As she helped the woman up the steps, Mary Jo pretended to pause and stagger a moment. As she did, hidden from view from any camera, she slipped off the gloves and tossed them into a garbage can near the front door. The can was full of Burger King cups and food bags from the nearby fast food restaurant.
The poison wouldn’t last in the air like that for another thirty minutes and the gloves would dissolve in two hours.
“Help!” Mary Jo shouted to the officers inside as she opened the door. “She just collapsed into my arms on the front steps.”
Two cops ran to grab the young officer, then a third nodded to Mary Jo and offered his sincere condolences. Clearly the guy recognized her as the wife of the now-dead chief.
Mary Jo broke into sobs, as scheduled for her part of this passion play.
They let her sit in a back office and calm down before having an officer drive her home.
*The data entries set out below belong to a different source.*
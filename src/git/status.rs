//! Change listing
//!
//! Lists staged, unstaged and untracked paths and parses porcelain status.

use std::collections::BTreeSet;
use std::fmt;

use crate::error::GitError;
use super::Git;

/// Where a changed file currently lives
#[derive(Debug, Clone, Copy, PartialEq, Eq, Hash)]
pub enum FileStatus {
    /// Recorded in the index
    Staged,
    /// Modified in the working tree only
    Unstaged,
    /// Unknown to git
    Untracked,
}

impl fmt::Display for FileStatus {
    fn fmt(&self, f: &mut fmt::Formatter<'_>) -> fmt::Result {
        f.write_str(match self {
            Self::Staged => "staged",
            Self::Unstaged => "unstaged",
            Self::Untracked => "untracked",
        })
    }
}

/// One line of `git status --porcelain`
#[derive(Debug, Clone, PartialEq, Eq)]
pub struct StatusEntry {
    /// Index status column (`?` for untracked)
    pub index: char,
    /// Work tree status column
    pub worktree: char,
    /// Path (new path for renames)
    pub path: String,
}

impl StatusEntry {
    pub fn is_untracked(&self) -> bool {
        self.index == '?' && self.worktree == '?'
    }
}

/// Parse newline-separated path output, skipping blank lines
pub fn parse_name_list(output: &str) -> Vec<String> {
    output
        .lines()
        .map(|line| line.trim_end_matches('\r'))
        .filter(|line| !line.trim().is_empty())
        .map(str::to_string)
        .collect()
}

/// Parse `git status --porcelain` (v1) output
pub fn parse_porcelain(output: &str) -> Vec<StatusEntry> {
    output
        .lines()
        .filter_map(|line| {
            let mut chars = line.chars();
            let index = chars.next()?;
            let worktree = chars.next()?;
            let rest = line.get(3..)?;
            if rest.is_empty() {
                return None;
            }

            // Renames are reported as "old -> new"
            let path = rest.rsplit(" -> ").next().unwrap_or(rest);
            let path = path
                .strip_prefix('"')
                .and_then(|p| p.strip_suffix('"'))
                .unwrap_or(path);

            Some(StatusEntry {
                index,
                worktree,
                path: path.to_string(),
            })
        })
        .collect()
}

/// The three change lists the selector is built from
#[derive(Debug, Clone, Default, PartialEq, Eq)]
pub struct ChangeLists {
    pub staged: Vec<String>,
    pub unstaged: Vec<String>,
    pub untracked: Vec<String>,
}

impl ChangeLists {
    /// Every changed path once, sorted
    pub fn union(&self) -> Vec<String> {
        self.staged
            .iter()
            .chain(&self.unstaged)
            .chain(&self.untracked)
            .cloned()
            .collect::<BTreeSet<_>>()
            .into_iter()
            .collect()
    }

    /// Selected paths that have work tree changes to add to the index
    pub fn needing_stage(&self, selected: &[String]) -> Vec<String> {
        selected
            .iter()
            .filter(|path| self.unstaged.contains(path) || self.untracked.contains(path))
            .cloned()
            .collect()
    }
}

impl Git {
    /// Paths with changes recorded in the index
    pub fn staged_files(&self) -> Result<Vec<String>, GitError> {
        Ok(parse_name_list(&self.run(&["diff", "--cached", "--name-only"])?))
    }

    /// Paths modified in the working tree but not staged
    pub fn unstaged_files(&self) -> Result<Vec<String>, GitError> {
        Ok(parse_name_list(&self.run(&["diff", "--name-only"])?))
    }

    /// Paths unknown to git, honoring ignore rules
    pub fn untracked_files(&self) -> Result<Vec<String>, GitError> {
        Ok(parse_name_list(&self.run(&["ls-files", "--others", "--exclude-standard"])?))
    }

    pub fn change_lists(&self) -> Result<ChangeLists, GitError> {
        Ok(ChangeLists {
            staged: self.staged_files()?,
            unstaged: self.unstaged_files()?,
            untracked: self.untracked_files()?,
        })
    }

    /// Porcelain status of the whole work tree
    pub fn status(&self) -> Result<Vec<StatusEntry>, GitError> {
        Ok(parse_porcelain(&self.run(&["status", "--porcelain"])?))
    }
}

#[cfg(test)]
mod tests {
    use super::*;
    use crate::git::testing::scratch_repo;
    use std::fs;

    #[test]
    fn test_parse_name_list() {
        let output = "src/main.rs\n\nREADME.md\r\n  \n";
        assert_eq!(parse_name_list(output), vec!["src/main.rs", "README.md"]);
        assert!(parse_name_list("").is_empty());
    }

    #[test]
    fn test_parse_porcelain() {
        let output = "M  src/lib.rs\n M README.md\n?? notes.txt\nR  old.rs -> new.rs\n?? \"with space.txt\"\n";
        let entries = parse_porcelain(output);

        assert_eq!(entries.len(), 5);
        assert_eq!(entries[0], StatusEntry { index: 'M', worktree: ' ', path: "src/lib.rs".into() });
        assert_eq!(entries[1].worktree, 'M');
        assert!(entries[2].is_untracked());
        assert_eq!(entries[3].path, "new.rs");
        assert_eq!(entries[4].path, "with space.txt");
    }

    #[test]
    fn test_change_lists() {
        let lists = ChangeLists {
            staged: vec!["b.rs".into(), "both.rs".into()],
            unstaged: vec!["both.rs".into(), "a.rs".into()],
            untracked: vec!["c.rs".into()],
        };
        assert_eq!(lists.union(), vec!["a.rs", "b.rs", "both.rs", "c.rs"]);

        let selected: Vec<String> = vec!["b.rs".into(), "both.rs".into(), "c.rs".into()];
        assert_eq!(lists.needing_stage(&selected), vec!["both.rs", "c.rs"]);
    }

    #[test]
    fn test_lists_from_repository() {
        let Some((dir, git)) = scratch_repo() else {
            return;
        };

        fs::write(dir.path().join("tracked.txt"), "one\n").unwrap();
        git.run(&["add", "tracked.txt"]).unwrap();
        git.run(&["commit", "-q", "-m", "initial"]).unwrap();

        fs::write(dir.path().join("tracked.txt"), "one\ntwo\n").unwrap();
        fs::write(dir.path().join("staged.txt"), "staged\n").unwrap();
        fs::write(dir.path().join("new.txt"), "new\n").unwrap();
        git.run(&["add", "staged.txt"]).unwrap();

        assert_eq!(git.staged_files().unwrap(), vec!["staged.txt"]);
        assert_eq!(git.unstaged_files().unwrap(), vec!["tracked.txt"]);
        assert_eq!(git.untracked_files().unwrap(), vec!["new.txt"]);
        assert_eq!(git.status().unwrap().len(), 3);

        let lists = git.change_lists().unwrap();
        assert_eq!(lists.union(), vec!["new.txt", "staged.txt", "tracked.txt"]);
    }
}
Then, as she closed her front door, Mary Jo killed the bug on her blouse and made sure the rest of her house and the nearby houses were clean of all recording and electronic devices and cameras.
Everything was clean.
She dug out a burner phone from a fake bottom of her purse and dialed a number.
“Yeah,” a voice on the other end said.
“Target is dead. The remainder of my fee has tripled because of your attempt at a double-cross. If the money is not in the agreed-upon account by this time tomorrow afternoon, you know the consequences.”
“You can’t threaten me,” the voice said.
“I know where you live, where your children sleep, where your wife loves to eat sushi,” Mary Jo said, keeping her voice calm and low and slightly angry. “I am patient, invisible, and you hired me because I get the job done. The job you hired me to do is done. The price is now four times my fee. Please do not fail me.”
Then she hung up, put the phone in a baggy and smashed it into tiny pieces.
Then she put some bleach and a few drops of a special solution into the baggy, sealed it, and tossed it into the trashcan outside. The entire thing would be a puddle of goo in the bottom of the can in an hour.
She then took a deep breath.
Finally, it was time.
She took out the pitcher of orange juice, a highball glass, and the vodka. She filled the glass with ice, added a good solid shot of vodka, then filled the rest of the glass with orange juice.
Then she put everything away before sipping the wonderful drink.
Perfect.
Just perfect.
Maybe, just maybe, a little later, she might just have one more.
And after the funerals, maybe she and Jean might share a few drinks as well.
After all, grieving widows could be forgiven a drink or two.